[Exercise]
In the records below, find each line holding the word "description" and copy it.

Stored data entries
════════════════════
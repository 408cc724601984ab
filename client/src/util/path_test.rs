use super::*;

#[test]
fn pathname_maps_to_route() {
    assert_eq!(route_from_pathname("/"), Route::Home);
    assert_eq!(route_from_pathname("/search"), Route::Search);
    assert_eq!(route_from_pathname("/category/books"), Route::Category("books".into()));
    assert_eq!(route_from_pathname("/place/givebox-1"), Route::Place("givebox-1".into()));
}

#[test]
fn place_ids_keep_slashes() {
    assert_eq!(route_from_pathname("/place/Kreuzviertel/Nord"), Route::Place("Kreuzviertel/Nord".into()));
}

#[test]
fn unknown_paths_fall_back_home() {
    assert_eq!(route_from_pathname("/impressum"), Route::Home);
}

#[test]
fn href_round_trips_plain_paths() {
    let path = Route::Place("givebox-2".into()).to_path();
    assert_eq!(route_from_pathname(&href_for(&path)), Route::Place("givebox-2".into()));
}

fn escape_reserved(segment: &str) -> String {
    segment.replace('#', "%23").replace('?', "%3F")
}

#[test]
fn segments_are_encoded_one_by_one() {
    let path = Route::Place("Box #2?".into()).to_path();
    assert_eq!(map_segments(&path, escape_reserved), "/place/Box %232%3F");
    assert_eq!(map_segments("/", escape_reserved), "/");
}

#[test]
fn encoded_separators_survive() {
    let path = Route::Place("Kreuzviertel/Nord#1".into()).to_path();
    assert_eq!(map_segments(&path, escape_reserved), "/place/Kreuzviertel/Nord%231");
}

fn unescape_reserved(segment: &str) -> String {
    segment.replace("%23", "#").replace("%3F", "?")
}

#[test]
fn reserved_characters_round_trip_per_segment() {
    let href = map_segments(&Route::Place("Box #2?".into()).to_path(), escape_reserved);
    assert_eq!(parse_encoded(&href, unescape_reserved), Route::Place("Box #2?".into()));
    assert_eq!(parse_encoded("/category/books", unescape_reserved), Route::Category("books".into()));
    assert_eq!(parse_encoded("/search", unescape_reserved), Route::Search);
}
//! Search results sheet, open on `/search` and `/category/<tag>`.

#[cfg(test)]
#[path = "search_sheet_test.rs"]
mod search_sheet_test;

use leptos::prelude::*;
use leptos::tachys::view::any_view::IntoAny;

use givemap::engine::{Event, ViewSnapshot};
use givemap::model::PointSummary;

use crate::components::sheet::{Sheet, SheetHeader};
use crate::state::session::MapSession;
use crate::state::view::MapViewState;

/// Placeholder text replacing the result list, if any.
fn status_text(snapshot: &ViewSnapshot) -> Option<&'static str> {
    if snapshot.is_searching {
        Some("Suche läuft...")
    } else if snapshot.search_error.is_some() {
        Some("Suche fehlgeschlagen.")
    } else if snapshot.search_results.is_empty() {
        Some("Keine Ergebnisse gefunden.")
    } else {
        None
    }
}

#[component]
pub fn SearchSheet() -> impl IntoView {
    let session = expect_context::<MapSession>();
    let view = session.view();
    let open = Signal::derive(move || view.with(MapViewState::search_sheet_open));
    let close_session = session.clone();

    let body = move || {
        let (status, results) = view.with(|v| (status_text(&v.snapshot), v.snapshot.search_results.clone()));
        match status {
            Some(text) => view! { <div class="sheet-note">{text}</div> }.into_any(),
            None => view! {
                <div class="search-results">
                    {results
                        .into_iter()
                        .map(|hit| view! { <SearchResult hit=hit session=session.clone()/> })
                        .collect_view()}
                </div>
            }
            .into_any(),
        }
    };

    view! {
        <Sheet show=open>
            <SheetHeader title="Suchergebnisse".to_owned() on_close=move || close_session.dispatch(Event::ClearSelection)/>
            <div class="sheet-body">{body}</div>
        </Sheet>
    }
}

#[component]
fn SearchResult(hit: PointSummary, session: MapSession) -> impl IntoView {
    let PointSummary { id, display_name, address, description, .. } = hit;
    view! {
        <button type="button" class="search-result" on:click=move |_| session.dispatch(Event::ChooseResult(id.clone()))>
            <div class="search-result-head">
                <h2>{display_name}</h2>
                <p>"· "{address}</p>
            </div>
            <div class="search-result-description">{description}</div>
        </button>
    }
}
════════════════════
[Output]
    let PointSummary { id, display_name, address, description, .. } = hit;
            <div class="search-result-description">{description}</div>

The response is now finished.